The question is IMO, what's the expected result?agree. Only an example: the SGILOGLUV encoding in the TIFF spec is XYZ. I simply like to handle these images as XYZ in floating point color space, and see them through the correct monitor profile on screen.
I think a property of a HDR image seems to be, that it rather has no implied whitepoint luminance (or other viewing conditions). It captures the scene colorimetrically with a very high dynamic range, and this gives the opportunity to compute the appearance of the recorded scene for various different viewing conditions at a later time.
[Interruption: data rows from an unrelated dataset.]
//! Point types and related functionality

use nalgebra::{Point3, Vector3};

/// A mesh point with double precision coordinates
pub type Point3d = Point3<f64>;

/// A 3D vector with double precision components
pub type Vector3d = Vector3<f64>;

/// A 3D point with single precision coordinates, used for rendering
pub type Point3f = Point3<f32>;

/// A 3D vector with single precision components, used for rendering
pub type Vector3f = Vector3<f32>;

/// Narrow a double precision point to single precision for the GPU
pub fn to_point3f(point: &Point3d) -> Point3f {
    Point3f::new(point.x as f32, point.y as f32, point.z as f32)
}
But this also implies, that in order to render a HDR image for viewing (e.g. on the screen or any other output device), one needs to supply the desired viewing conditions as additional input parameter for the rendering process, and then the HDR image can be rendered for these viewing conditions. In the simplest case, the viewing condition represents just the luminance of the adapted white point, i.e. you need to specify, which Y value in the HDR image you want to get mapped to monitor white (-> luminance scaling only), but of course more sophisticated appearance models could be used as well.
>From an HDR image editor I think I would for instance expect, that the display filter offers me a slider or scrollbar for each image editing window, such that I can "scroll" through the full luminance range of the HDR image, similar to spatial scrolling in x and y direction, if the image is larger than the editor window. With this "luminance scroll bar" I could tell the display filter my desired viewing conditions for the screen display, and the display filter can use this "viewing condition" to scale the image luminance, before applying the monitor profile and sending the result to the screen.